Mutual-fund basics are simple. Rather than pinning all your hopes on a few individual stocks, mutual funds allow you to diversify your holdings into a much larger universe of investments. Also, instead of worrying about what to do with your funds each day, you are in effect hiring investment professionals to make these decisions.
These investment experts accept your money and put it into a pool of investments that they have chosen to meet certain investment goals that have been described in advance to all potential investors.
These descriptions are contained in a financial document, called a prospectus, that the fund must provide you with. The funds are regulated by the U.S. Securities and Exchange Commission, which oversees the kinds of claims and statements that may be made in a prospectus.
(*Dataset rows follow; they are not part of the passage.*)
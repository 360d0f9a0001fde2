use super::{BodyKind, Enclosing, Planned, Scanner, is_attribute_macro};
use crate::syntax::LeafKind;
use docscope_api::models::{
    ArgumentDecl, Declaration, DeclarationDetail, EntityKind, MethodDecl, MethodScope,
    PropertyDecl,
};
use smol_str::SmolStr;

impl<'a> Scanner<'a> {
    /// Read the member whose node starts at leaf `first`, stopping before `limit`.
    pub(super) fn plan_member(
        &mut self,
        enclosing: &Enclosing,
        first: usize,
        floor: usize,
        limit: usize,
    ) -> Option<Planned> {
        let start = self.prefix_start(first, floor);
        self.pos = start;
        self.limit = limit.min(self.leaves.len());
        let prefix = self.collect_attributes();
        let optional = self.optional_at(enclosing.header_end, start);
        match self.peek() {
            Some(leaf) if leaf.is_punct('-') || leaf.is_punct('+') => {
                self.plan_method(enclosing, start, prefix, optional)
            }
            Some(leaf) if leaf.is_keyword("@property") => {
                self.plan_property(enclosing, start, prefix, optional)
            }
            _ => {
                self.malformed_at(first, "expected a method or property declaration");
                None
            }
        }
    }

    /// `- (Type)part:(Type)name part:(Type)name, ... ATTRS;` with an optional body.
    fn plan_method(
        &mut self,
        enclosing: &Enclosing,
        start: usize,
        prefix: Vec<SmolStr>,
        optional: bool,
    ) -> Option<Planned> {
        let sign = self.bump()?;
        let scope = if self.leaves[sign].is_punct('+') {
            MethodScope::Class
        } else {
            MethodScope::Instance
        };

        let return_type = if self.peek_punct('(') {
            let Some((open, close)) = self.paren_group() else {
                self.malformed_at(sign, "unbalanced parentheses in method return type");
                return None;
            };
            self.inner_text(open, close)
        } else {
            None
        };

        let Some(first) = self.eat_ident() else {
            self.malformed_at(sign, "expected a selector in method declaration");
            return None;
        };

        let mut selector = String::new();
        let mut arguments = Vec::new();
        let mut variadic = false;

        if !self.peek_punct(':') {
            selector.push_str(first.text);
        } else {
            let mut part = first.text;
            while self.eat_punct(':') {
                selector.push_str(part);
                selector.push(':');

                let type_name = if self.peek_punct('(') {
                    let Some((open, close)) = self.paren_group() else {
                        self.malformed_at(sign, format!("unbalanced parentheses in `{selector}`"));
                        return None;
                    };
                    self.inner_text(open, close)
                } else {
                    None
                };

                let Some(name) = self.eat_ident() else {
                    self.malformed_at(sign, format!("expected an argument name in `{selector}`"));
                    return None;
                };
                arguments.push(ArgumentDecl {
                    selector_part: SmolStr::new(part),
                    type_name,
                    name: SmolStr::new(name.text),
                    line: name.line,
                    col: name.col,
                });

                match (self.peek(), self.peek_at(1)) {
                    (Some(next), Some(colon))
                        if next.is_ident()
                            && !is_attribute_macro(next.text)
                            && colon.is_punct(':') =>
                    {
                        self.bump();
                        part = next.text;
                    }
                    (Some(next), _) if next.is_punct(':') => part = "",
                    (Some(comma), _) if comma.is_punct(',') => {
                        if self.eat_ellipsis() {
                            variadic = true;
                        }
                        break;
                    }
                    _ => break,
                }
            }
        }

        let mut attributes = prefix;
        attributes.extend(self.collect_attributes());
        let signature_end = self.last_code_index();

        let (end, body) = match self.peek() {
            Some(leaf) if leaf.is_punct(';') => {
                let semicolon = self.here();
                self.bump();
                if enclosing.body == BodyKind::Implementation && self.peek_punct('{') {
                    (semicolon, self.body_range())
                } else {
                    (semicolon, None)
                }
            }
            Some(leaf) if leaf.is_punct('{') => (signature_end, self.body_range()),
            _ => {
                self.malformed_at(sign, format!("expected `;` after method `{selector}`"));
                return None;
            }
        };

        let declaration = Declaration {
            kind: EntityKind::Method,
            name: SmolStr::new(&selector),
            signature: self.render(sign, signature_end),
            location: self.span(start, signature_end),
            blank_lines_before: self.leaves[start].blank_lines_before,
            parent: Some(enclosing.index),
            attributes,
            detail: DeclarationDetail::Method(MethodDecl {
                scope,
                return_type,
                arguments,
                variadic,
                optional,
                implementation: body.is_some(),
            }),
        };
        Some(Planned {
            start,
            end,
            skip: body,
            declarations: vec![declaration],
        })
    }

    /// Braces of a method body at the cursor; an unclosed body runs to the limit.
    fn body_range(&mut self) -> Option<(usize, usize)> {
        let open = self.here();
        let close = self
            .skip_balanced()
            .unwrap_or_else(|| self.limit.saturating_sub(1).max(open));
        Some((open, close))
    }

    /// `, ...` closing a variadic selector.
    fn eat_ellipsis(&mut self) -> bool {
        if !self.peek_punct(',') {
            return false;
        }
        let steps = match self.peek_at(1) {
            Some(leaf) if leaf.kind == LeafKind::Punct && leaf.text == "..." => 2,
            Some(leaf)
                if leaf.is_punct('.')
                    && (2..=3).all(|i| self.peek_at(i).is_some_and(|l| l.is_punct('.'))) =>
            {
                4
            }
            _ => return false,
        };
        for _ in 0..steps {
            self.bump();
        }
        true
    }

    /// `@property (attrs) Type name[, *other] ATTRS;`
    fn plan_property(
        &mut self,
        enclosing: &Enclosing,
        start: usize,
        prefix: Vec<SmolStr>,
        optional: bool,
    ) -> Option<Planned> {
        let at = self.bump()?;

        let mut property_attributes = Vec::new();
        if self.peek_punct('(') {
            let Some((open, close)) = self.paren_group() else {
                self.malformed_at(at, "unbalanced parentheses in property attributes");
                return None;
            };
            property_attributes = self
                .split_top_level(open + 1, close)
                .into_iter()
                .map(|group| SmolStr::new(self.render_indices(group)))
                .filter(|s| !s.is_empty())
                .collect();
        }

        let body_start = self.pos;
        let mut depth = 0usize;
        let semicolon = loop {
            let Some(leaf) = self.peek() else {
                self.malformed_at(at, "expected `;` after property declaration");
                return None;
            };
            let i = self.here();
            if depth == 0 && leaf.is_punct(';') {
                break i;
            }
            if depth == 0 && leaf.kind == LeafKind::AtKeyword {
                self.malformed_at(at, "expected `;` after property declaration");
                return None;
            }
            self.bump();
            if leaf.kind == LeafKind::Punct {
                match leaf.text {
                    "(" | "[" | "{" => depth += 1,
                    ")" | "]" | "}" => depth = depth.saturating_sub(1),
                    _ => {}
                }
            }
        };
        self.pos = semicolon + 1;

        let mut code: Vec<usize> = (body_start..semicolon)
            .filter(|&i| !self.leaves[i].is_comment())
            .collect();
        let mut attributes = prefix;
        attributes.extend(self.strip_trailing_attributes(&mut code));

        let declarators = self.split_declarators(&code);
        let Some(first) = declarators.first() else {
            self.malformed_at(at, "expected a property type and name");
            return None;
        };
        let base_type: Vec<usize> = first
            .iter()
            .copied()
            .take_while(|&i| {
                let l = &self.leaves[i];
                !(l.is_punct('*') || l.is_punct('^') || l.is_punct('('))
            })
            .collect();

        let signature_end = code.last().copied().unwrap_or(at);
        let signature = self.render(at, signature_end);
        let mut declarations = Vec::new();
        for (n, declarator) in declarators.iter().enumerate() {
            let Some(name_idx) = self.declarator_name(declarator) else {
                self.malformed_at(at, "expected a property name");
                continue;
            };
            let rest: Vec<usize> = declarator.iter().copied().filter(|&i| i != name_idx).collect();
            let type_name = if n == 0 {
                self.render_indices(rest)
            } else {
                let base = self.render_indices(base_type.iter().copied().filter(|&i| i != name_idx));
                let own = self.render_indices(rest);
                format!("{base} {own}").trim().to_string()
            };
            let end = declarator.last().copied().unwrap_or(name_idx);

            declarations.push(Declaration {
                kind: EntityKind::Property,
                name: SmolStr::new(self.leaves[name_idx].text),
                signature: signature.clone(),
                location: self.span(start, end.max(signature_end)),
                blank_lines_before: self.leaves[start].blank_lines_before,
                parent: Some(enclosing.index),
                attributes: attributes.clone(),
                detail: DeclarationDetail::Property(PropertyDecl {
                    type_name,
                    attributes: property_attributes.clone(),
                    optional,
                }),
            });
        }
        if declarations.is_empty() {
            return None;
        }
        Some(Planned {
            start,
            end: semicolon,
            skip: None,
            declarations,
        })
    }

    /// Remove attribute macros (with their argument lists) from the end of `code`.
    fn strip_trailing_attributes(&self, code: &mut Vec<usize>) -> Vec<SmolStr> {
        let mut stripped = Vec::new();
        while let Some(&last) = code.last() {
            let leaf = self.leaves[last];
            if leaf.is_ident() && is_attribute_macro(leaf.text) {
                stripped.insert(0, SmolStr::new(leaf.text));
                code.pop();
                continue;
            }
            if leaf.is_punct(')') {
                if let Some(open) = self.matching_open(code) {
                    if open >= 1 {
                        let head = code[open - 1];
                        let name = self.leaves[head];
                        if name.is_ident() && is_attribute_macro(name.text) {
                            stripped.insert(0, SmolStr::new(self.render(head, last)));
                            code.truncate(open - 1);
                            continue;
                        }
                    }
                }
            }
            break;
        }
        stripped
    }

    /// Position in `code` of the `(` matching its final `)`.
    fn matching_open(&self, code: &[usize]) -> Option<usize> {
        let mut depth = 0usize;
        for (pos, &i) in code.iter().enumerate().rev() {
            let leaf = &self.leaves[i];
            if leaf.is_punct(')') {
                depth += 1;
            } else if leaf.is_punct('(') {
                depth = depth.checked_sub(1)?;
                if depth == 0 {
                    return Some(pos);
                }
            }
        }
        None
    }

    /// Split leaf indices at commas outside of brackets.
    fn split_declarators(&self, code: &[usize]) -> Vec<Vec<usize>> {
        let mut groups = vec![Vec::new()];
        let mut depth = 0usize;
        for &i in code {
            let leaf = &self.leaves[i];
            if leaf.kind == LeafKind::Punct {
                match leaf.text {
                    "(" | "[" | "{" | "<" => depth += 1,
                    ")" | "]" | "}" | ">" => depth = depth.saturating_sub(1),
                    "," if depth == 0 => {
                        groups.push(Vec::new());
                        continue;
                    }
                    _ => {}
                }
            }
            if let Some(group) = groups.last_mut() {
                group.push(i);
            }
        }
        groups.retain(|g| !g.is_empty());
        groups
    }

    /// Comma-separated groups of the leaf range `from..to`.
    fn split_top_level(&self, from: usize, to: usize) -> Vec<Vec<usize>> {
        let code: Vec<usize> = (from..to)
            .filter(|&i| !self.leaves[i].is_comment())
            .collect();
        self.split_declarators(&code)
    }

    /// Name leaf of a declarator: the identifier inside `(^name)` or `(*name)`
    /// for block and function pointer types, the last identifier otherwise.
    fn declarator_name(&self, declarator: &[usize]) -> Option<usize> {
        for window in declarator.windows(4) {
            let [open, star, name, close] = [window[0], window[1], window[2], window[3]];
            if self.leaves[open].is_punct('(')
                && (self.leaves[star].is_punct('^') || self.leaves[star].is_punct('*'))
                && self.leaves[name].is_ident()
                && self.leaves[close].is_punct(')')
            {
                return Some(name);
            }
        }
        declarator
            .iter()
            .rev()
            .copied()
            .find(|&i| self.leaves[i].is_ident())
    }
}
Some funds charge a commission fee when you buy shares in the fund and are called "load" funds; others do not charge any such upfront fee and are known as "no-load" funds. (In the industry's rush toward complexity, there are also "low-load" funds. Sigh.)
Funds have minimum initial investments that can range from a few hundred to several thousand dollars; additions to your account can be in smaller sums.
Load funds can be purchased by going through investment brokers. Brokers typically don't deal with no-load funds because there is no financial incentive to do so.
The no-load funds are best purchased directly from the fund, and the purchase usually can be initiated by telephone (most no-load funds have toll-free "800" numbers) and followed up with a personal check for the purchase amount.
"Families" of funds -- multiple funds set up by the same company -- allow you to easily move money in and out of funds with differing investment objectives.
The object of a family of funds is to keep your money in the family by offering you enough investment alternatives to keep you satisfied in up and down markets and as your own investment objectives change.
What you get for your money are shares in the fund's investment holdings. The fund determines the value of these shares by adding up the market value of all its investments and the amount of cash it has on hand.
This total is then divided by the number of shares in the fund to produce what is known as the "net asset value" of each share. This is the figure quoted in mutual-fund listings in newspapers and magazines.
If you invest in a no-load fund, the net asset value is also what you pay for your shares when you buy into the fund; for a load fund, the commission charge is added to the net asset value to produce a per-share purchase price.
It takes money to run a mutual fund, and you will be paying it in the form of fees. Once you're into a fund, regardless of whether it's a load or no-load fund, there are annual management fees to pay, which usually run from about 0.75 percent of assets to 1.50 percent.